X
Я неожиданно обрел покой в обществе Эмилии, и рискну предположить, что и ей мое присутствие не было неприятно.
Мы оказались погребены в этом доме, как на затонувшем корабле или, точнее, на субмарине, погрузившейся на дно. Меня не покидало тоскливое ощущение, что воздуха становится все меньше. В комнате умершей мне было не более неуютно, чем где-либо. Из одного только милосердия я решил составить компанию Эмилии.
В этом доме даже время шло не так, как обычно. Иные часы пролетали стремительно, иные тянулись медленно; когда я входил в комнату Мэри, то посмотрел на часы, и оказалось, что было только два часа дня, а я думал, что уже часов пять.
Мы были в комнате одни. Эмилия спросила меня, хорошо ли я знал ее сестру.
— Нет, — сказал я. — Только как врач. Она приходила ко мне на прием раза два или три. — И соврал, чтобы сделать ей приятное: — Кажется, она как-то говорила мне о вас.
— Мы очень любили друг друга, — объяснила Эмилия. — Мэри была так добра со мной… Когда умерла мама, она заменила ее в доме. Теперь я осталась одна.
— У вас есть Атуэль, — лицемерно утешил ее я.
К моей глубокой печали, я не забыл вчерашнюю сцену, ведь я видел, как Мэри целует жениха сестры.
— Бедный, ему будет не хватать ее почти так же, как мне, — сказала Эмилия, и благородный румянец озарил ее лицо. — Мы все трое очень дружили.
Мне стало не по себе.
— Вы ведь скоро поженитесь? — спросил я из чистого любопытства.
— Да, наверное. Но… все это так неожиданно… Сейчас мне хочется думать только о Мэри, убежать вместе с ней в наше детство. Мы провели его в Трех Ручьях.
Опыт научил меня, что люди необразованные, которые в обычной жизни не в состоянии двух слов связать, в горе способны на весьма патетические высказывания. Я спросил себя, как я, Умберто Уберман, со всей моей эрудицией, вел бы себя в сходных обстоятельствах.
Эмилия продолжала:
— Теперь приедет полиция. Самое ужасное, что я не хочу знать правду. — По лицу ее текли слезы. — После случившегося я испытываю к Мэри только глубокую нежность. Я не могу смириться с тем, что ее тело будут терзать вскрытием.
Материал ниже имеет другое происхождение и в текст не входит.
#[cfg(test)]
mod tests {
    use super::*;
    use crate::gemini::GeminiClient;
    use crate::session::InMemorySessionStore;
    use crate::tools::stub::StubTools;
    use axum::body::Body;
    use axum::http::{Method, Request};
    use serde_json::{json, Value};
    use std::time::Duration;
    use tower::ServiceExt;

    fn app() -> Router {
        create_router(Arc::new(InMemorySessionStore::new()), Arc::new(StubTools))
    }

    async fn call(router: &Router, method: Method, uri: &str, body: Option<Value>) -> (StatusCode, Value) {
        let builder = Request::builder().method(method).uri(uri);
        let request = match body {
            Some(b) => builder
                .header("content-type", "application/json")
                .body(Body::from(b.to_string()))
                .unwrap(),
            None => builder.body(Body::empty()).unwrap(),
        };

        let response = router.clone().oneshot(request).await.unwrap();
        let status = response.status();
        let bytes = axum::body::to_bytes(response.into_body(), usize::MAX).await.unwrap();
        (status, serde_json::from_slice(&bytes).unwrap())
    }

    #[tokio::test]
    async fn test_health() {
        let (status, body) = call(&app(), Method::GET, "/health", None).await;
        assert_eq!(status, StatusCode::OK);
        assert_eq!(body["status"], "healthy");
    }

    #[tokio::test]
    async fn test_stateless_analysis() {
        let body = json!({
            "assumptions": {
                "purchasePrice": 200000, "downPaymentPercent": 50, "interestRate": 0,
                "loanTermYears": 15, "nightlyRate": 250, "occupancyRate": 65
            },
            "expenses": serde_json::to_value(OperatingExpenses::default()).unwrap()
        });

        let (status, resp) = call(&app(), Method::POST, "/api/analysis", Some(body)).await;
        assert_eq!(status, StatusCode::OK);
        assert_eq!(resp["success"], true);
        assert_eq!(resp["data"]["loanAmount"], 100000.0);
        let mortgage = resp["data"]["monthlyMortgage"].as_f64().unwrap();
        assert!((mortgage - 100_000.0 / 180.0).abs() < 1e-9);
    }

    #[tokio::test]
    async fn test_invalid_analysis_is_bad_request() {
        let mut assumptions = serde_json::to_value(FinancingAssumptions::default()).unwrap();
        assumptions["downPaymentPercent"] = json!(120);
        let body = json!({
            "assumptions": assumptions,
            "expenses": serde_json::to_value(OperatingExpenses::default()).unwrap()
        });

        let (status, resp) = call(&app(), Method::POST, "/api/analysis", Some(body)).await;
        assert_eq!(status, StatusCode::BAD_REQUEST);
        assert_eq!(resp["success"], false);
        assert!(resp["error"].as_str().unwrap().contains("downPaymentPercent"));
    }

    #[tokio::test]
    async fn test_session_lifecycle() {
        let router = app();

        let (status, created) = call(&router, Method::POST, "/api/sessions", None).await;
        assert_eq!(status, StatusCode::CREATED);
        let id = created["data"]["sessionId"].as_str().unwrap().to_string();
        let income = created["data"]["analysis"]["monthlyIncome"].as_f64().unwrap();
        assert_eq!(income, 4875.0);

        let (status, updated) = call(
            &router,
            Method::PATCH,
            &format!("/api/sessions/{}/assumptions", id),
            Some(json!({ "occupancyRate": 80 })),
        )
        .await;
        assert_eq!(status, StatusCode::OK);
        assert_eq!(updated["data"]["revision"], 1);
        assert_eq!(updated["data"]["analysis"]["monthlyIncome"], 6000.0);

        let (status, rejected) = call(
            &router,
            Method::PATCH,
            &format!("/api/sessions/{}/expenses", id),
            Some(json!({ "hoaMonthly": -5 })),
        )
        .await;
        assert_eq!(status, StatusCode::BAD_REQUEST);
        assert_eq!(rejected["success"], false);

        let (status, fetched) = call(&router, Method::GET, &format!("/api/sessions/{}", id), None).await;
        assert_eq!(status, StatusCode::OK);
        assert_eq!(fetched["data"]["revision"], 1);
        assert_eq!(fetched["data"]["expenses"]["hoaMonthly"], 50.0);

        let (status, _) = call(&router, Method::DELETE, &format!("/api/sessions/{}", id), None).await;
        assert_eq!(status, StatusCode::OK);

        let (status, _) = call(&router, Method::GET, &format!("/api/sessions/{}", id), None).await;
        assert_eq!(status, StatusCode::NOT_FOUND);
    }

    #[tokio::test]
    async fn test_bad_session_id() {
        let (status, resp) = call(&app(), Method::GET, "/api/sessions/not-a-uuid", None).await;
        assert_eq!(status, StatusCode::BAD_REQUEST);
        assert!(resp["error"].as_str().unwrap().contains("not-a-uuid"));
    }

    #[tokio::test]
    async fn test_tools() {
        let router = app();

        let (status, catalog) = call(&router, Method::GET, "/api/tools", None).await;
        assert_eq!(status, StatusCode::OK);
        assert_eq!(catalog["data"].as_array().unwrap().len(), 4);

        let (status, edited) = call(
            &router,
            Method::POST,
            "/api/tools/image-edit",
            Some(json!({ "image_base64": "data:image/jpeg;base64,QUJD", "prompt": "Add a pool" })),
        )
        .await;
        assert_eq!(status, StatusCode::OK);
        assert_eq!(edited["data"]["image_data_url"], "data:image/png;base64,QUJD");

        let (status, _) = call(
            &router,
            Method::POST,
            "/api/tools/image-edit",
            Some(json!({ "image_base64": "QUJD", "prompt": "  " })),
        )
        .await;
        assert_eq!(status, StatusCode::BAD_REQUEST);

        let (status, research) = call(
            &router,
            Method::POST,
            "/api/tools/research",
            Some(json!({ "query": "Austin rents" })),
        )
        .await;
        assert_eq!(status, StatusCode::OK);
        assert_eq!(research["data"]["text"], "Findings for Austin rents");
        assert_eq!(research["data"]["sources"][0]["uri"], "https://example.com");
    }

    #[tokio::test]
    async fn test_video_download() {
        let response = app()
            .oneshot(
                Request::builder()
                    .uri("/api/tools/video?uri=https://files.example/video.mp4")
                    .body(Body::empty())
                    .unwrap(),
            )
            .await
            .unwrap();

        assert_eq!(response.status(), StatusCode::OK);
        assert_eq!(response.headers()[header::CONTENT_TYPE], "video/mp4");
        let bytes = axum::body::to_bytes(response.into_body(), usize::MAX).await.unwrap();
        assert!(bytes.ends_with(b"ftypmp42"));
    }

    #[tokio::test]
    async fn test_video_download_rejects_foreign_uri() {
        let gemini = GeminiClient::new("SECRET_GEMINI_KEY".to_string()).unwrap();
        let router = create_router(Arc::new(InMemorySessionStore::new()), Arc::new(gemini));

        let listener = tokio::net::TcpListener::bind("127.0.0.1:0").await.unwrap();
        let addr = listener.local_addr().unwrap();

        let (status, resp) = call(
            &router,
            Method::GET,
            &format!("/api/tools/video?uri=http://{}/attacker", addr),
            None,
        )
        .await;

        assert_eq!(status, StatusCode::BAD_REQUEST);
        let message = resp["error"].as_str().unwrap();
        assert!(message.contains("uri"));
        assert!(!message.contains("SECRET_GEMINI_KEY"));

        let connection = tokio::time::timeout(Duration::from_millis(200), listener.accept()).await;
        assert!(connection.is_err(), "no request may leave for a foreign host");
    }

    #[tokio::test]
    async fn test_voice_setup() {
        let (status, resp) = call(&app(), Method::GET, "/api/voice/setup", None).await;
        assert_eq!(status, StatusCode::OK);
        assert_eq!(resp["data"]["input_sample_rate"], 16000);
        assert_eq!(resp["data"]["output_sample_rate"], 24000);
        assert!(resp["data"]["setup"]["setup"]["systemInstruction"].is_object());
    }

    #[tokio::test]
    async fn test_video_failure_is_generic() {
        let (status, resp) = call(
            &app(),
            Method::POST,
            "/api/tools/video",
            Some(json!({ "image_base64": "QUJD", "prompt": "fail" })),
        )
        .await;

        assert_eq!(status, StatusCode::BAD_GATEWAY);
        assert_eq!(resp["error"], "Failed to run video generation. Please try again.");
    }
}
Вот это показалось мне неразумным. И я откровенно об этом сказал:
— Рано или поздно процессы распада сделают то же самое. А правда интересует нас всех, Эмилия. Кроме того, Мэри все равно будет жить в ваших воспоминаниях. Ничто не сотрет ее образ из вашей памяти.
Вошла машинистка с букетиком вялых цветочков, похожих на маргаритки, и положила их на кровать.
— Это единственные цветы, которые нашлись в гостинице, — сказала она.
Старушка вышла. Кажется, Эмилия пробормотала: «Спасибо». Разговор у нас разладился.
Чтобы нарушить тягостное молчание, я спросил:
— Где вы были вчера, когда выходили?
— Здесь, рядом, — нервно и торопливо ответила она, — стояла у стены дома. Ветер не дал мне уйти дальше. Я очень скоро вернулась. Андреа открыла мне. Вы тогда как раз вышли.
Стулья отзывались скрипом на любое движение. Но нам просто необходимо было постоянно двигаться. Физиология внезапно возобладала в нас над духовностью. И мы вздыхали, чихали, кашляли.
Наверное, впервые в своей жизни Андреа появилась кстати. Она возникла в дверном проеме и позвала меня.
Мигель вернулся.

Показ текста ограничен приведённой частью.